Of course, this principle applies to areas outside the realm of consumer goods. It also applies to services, including education, travel, medical/dental, accounting, legal, and other professional sectors.

In fact, I am frequently asked why I have to charge for counseling services. It’s funny how many times I’ve been asked that question by people who make more money than I ever will! There are so many costs involved in running a business. From office rent and supplies, to marketing, to licensing and education-related costs, to travel expense. . . the list goes on and on.

However, that’s not the main reason I charge for services. The primary reason is that every one of us tends to put more effort into something that costs us. We must be invested, or we’ll surely fizzle out. As a minister, I see this frequently in Bible study sessions. If study participants do not have to buy their books and keep up with regular homework, then they are far more likely to drop out. The same is true in the therapy setting.

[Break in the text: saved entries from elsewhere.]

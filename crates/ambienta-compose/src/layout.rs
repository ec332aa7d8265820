//! Pure mosaic geometry.
//!
//! Everything here is arithmetic over tile counts and pixel boxes; no image
//! data is touched. The drawing code consumes a [`MosaicPlan`] verbatim, so
//! layout behavior is testable without a rasterizer.

/// Grid dimensions for `tile_count` tiles: near-square, wider than tall.
///
/// `columns = ceil(sqrt(n))`, `rows = ceil(n / columns)`. Zero tiles give a
/// zero grid; callers reject empty input before planning.
pub fn grid_dims(tile_count: usize) -> (u32, u32) {
    if tile_count == 0 {
        return (0, 0);
    }
    let columns = (tile_count as f64).sqrt().ceil() as u32;
    let rows = (tile_count as u32).div_ceil(columns);
    (columns, rows)
}

/// A source image scaled to fit a box, preserving aspect ratio, centered.
#[derive(Debug, Clone, Copy, PartialEq, Eq)]
pub struct FittedRect {
    pub width: u32,
    pub height: u32,
    /// Offset of the scaled image inside the box.
    pub dx: u32,
    pub dy: u32,
}

/// Scale-to-fit for a `src_w x src_h` image inside a `box_w x box_h` box.
/// Degenerate (zero-sized) sources fill the whole box.
pub fn fit_rect(src_w: u32, src_h: u32, box_w: u32, box_h: u32) -> FittedRect {
    if src_w == 0 || src_h == 0 {
        return FittedRect {
            width: box_w,
            height: box_h,
            dx: 0,
            dy: 0,
        };
    }
    let scale = (f64::from(box_w) / f64::from(src_w)).min(f64::from(box_h) / f64::from(src_h));
    let width = ((f64::from(src_w) * scale).round() as u32).clamp(1, box_w);
    let height = ((f64::from(src_h) * scale).round() as u32).clamp(1, box_h);
    FittedRect {
        width,
        height,
        dx: (box_w - width) / 2,
        dy: (box_h - height) / 2,
    }
}

/// One tile's place in the mosaic, in grid and pixel coordinates.
#[derive(Debug, Clone, PartialEq, Eq)]
pub struct TileSlot {
    pub key: String,
    pub col: u32,
    pub row: u32,
    /// Pixel origin of the tile box on the canvas.
    pub x: u32,
    pub y: u32,
}

/// Full geometry of one mosaic: grid shape, canvas size and every slot.
#[derive(Debug, Clone, PartialEq, Eq)]
pub struct MosaicPlan {
    pub columns: u32,
    pub rows: u32,
    pub tile_width: u32,
    pub tile_height: u32,
    pub gap: u32,
    pub width: u32,
    pub height: u32,
    pub slots: Vec<TileSlot>,
}

/// Lay out `ordered_keys` row-major on a near-square grid with a uniform
/// gap around and between tiles. The order of `ordered_keys` is the order
/// tiles appear, left to right, top to bottom.
pub fn plan_mosaic(
    ordered_keys: &[String],
    tile_width: u32,
    tile_height: u32,
    gap: u32,
) -> MosaicPlan {
    let (columns, rows) = grid_dims(ordered_keys.len());
    let slots = ordered_keys
        .iter()
        .enumerate()
        .map(|(idx, key)| {
            let col = idx as u32 % columns;
            let row = idx as u32 / columns;
            TileSlot {
                key: key.clone(),
                col,
                row,
                x: gap + col * (tile_width + gap),
                y: gap + row * (tile_height + gap),
            }
        })
        .collect();
    MosaicPlan {
        columns,
        rows,
        tile_width,
        tile_height,
        gap,
        width: gap + columns * (tile_width + gap),
        height: gap + rows * (tile_height + gap),
        slots,
    }
}

#[cfg(test)]
mod tests {
    use super::*;
    use proptest::prelude::*;

    fn keys(n: usize) -> Vec<String> {
        (0..n).map(|i| format!("k{i}")).collect()
    }

    #[test]
    fn grid_dims_for_small_counts() {
        let expected = [
            (1, (1, 1)),
            (2, (2, 1)),
            (3, (2, 2)),
            (4, (2, 2)),
            (5, (3, 2)),
            (6, (3, 2)),
            (7, (3, 3)),
            (8, (3, 3)),
            (9, (3, 3)),
            (10, (4, 3)),
            (11, (4, 3)),
            (12, (4, 3)),
        ];
        for (n, dims) in expected {
            assert_eq!(grid_dims(n), dims, "n = {n}");
        }
        assert_eq!(grid_dims(0), (0, 0));
    }

    #[test]
    fn fit_rect_letterboxes_wide_sources() {
        // 200x100 into 100x100: full width, half height, centered vertically.
        let fitted = fit_rect(200, 100, 100, 100);
        assert_eq!(fitted, FittedRect { width: 100, height: 50, dx: 0, dy: 25 });
    }

    #[test]
    fn fit_rect_pillarboxes_tall_sources() {
        let fitted = fit_rect(100, 200, 100, 100);
        assert_eq!(fitted, FittedRect { width: 50, height: 100, dx: 25, dy: 0 });
    }

    #[test]
    fn fit_rect_upscales_small_sources() {
        let fitted = fit_rect(10, 10, 100, 80);
        assert_eq!(fitted, FittedRect { width: 80, height: 80, dx: 10, dy: 0 });
    }

    #[test]
    fn fit_rect_degenerate_source_fills_box() {
        let fitted = fit_rect(0, 10, 60, 40);
        assert_eq!(fitted, FittedRect { width: 60, height: 40, dx: 0, dy: 0 });
    }

    #[test]
    fn plan_positions_are_row_major() {
        let plan = plan_mosaic(&keys(5), 100, 80, 10);
        assert_eq!((plan.columns, plan.rows), (3, 2));
        assert_eq!(plan.width, 10 + 3 * 110);
        assert_eq!(plan.height, 10 + 2 * 90);
        assert_eq!(plan.slots.len(), 5);

        // Third slot sits at column 2 of row 0, fourth wraps to row 1.
        assert_eq!((plan.slots[2].col, plan.slots[2].row), (2, 0));
        assert_eq!((plan.slots[3].col, plan.slots[3].row), (0, 1));
        assert_eq!((plan.slots[3].x, plan.slots[3].y), (10, 100));
        assert_eq!(plan.slots[4].key, "k4");
    }

    proptest! {
        #[test]
        fn grid_is_minimal_and_sufficient(n in 1usize..400) {
            let (columns, rows) = grid_dims(n);
            let n32 = n as u32;
            prop_assert!(columns * rows >= n32, "grid holds all tiles");
            prop_assert!(columns * (rows - 1) < n32, "no fully empty trailing row");
            prop_assert!((columns - 1) * (columns - 1) < n32, "columns not oversized");
            prop_assert!(rows <= columns, "wider than tall");
        }

        #[test]
        fn fitted_rect_stays_inside_the_box(
            src_w in 1u32..4000,
            src_h in 1u32..4000,
            box_w in 1u32..512,
            box_h in 1u32..512,
        ) {
            let fitted = fit_rect(src_w, src_h, box_w, box_h);
            prop_assert!(fitted.width <= box_w);
            prop_assert!(fitted.height <= box_h);
            prop_assert!(fitted.dx + fitted.width <= box_w);
            prop_assert!(fitted.dy + fitted.height <= box_h);
            // One axis touches the box (no wasted scale), within rounding.
            prop_assert!(fitted.width == box_w || fitted.height == box_h);
        }

        #[test]
        fn every_key_gets_exactly_one_slot(n in 1usize..60) {
            let input = keys(n);
            let plan = plan_mosaic(&input, 64, 48, 4);
            let mut planned: Vec<&str> = plan.slots.iter().map(|slot| slot.key.as_str()).collect();
            planned.sort_unstable();
            let mut expected: Vec<&str> = input.iter().map(String::as_str).collect();
            expected.sort_unstable();
            prop_assert_eq!(planned, expected);
        }
    }
}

If you’re having medical problems or relational/social problems, you will want the help of a qualified professional to assist you. Let that help be a gift you give yourself. Don’t be driven by the pursuit of a bargain. Just like you shouldn’t settle for a flawed garment that isn’t the right color or right size, neither should you settle for professional services that are second-rate.

“How much does it cost?” is a very fair question. “How much will it cost if you don’t?” is another.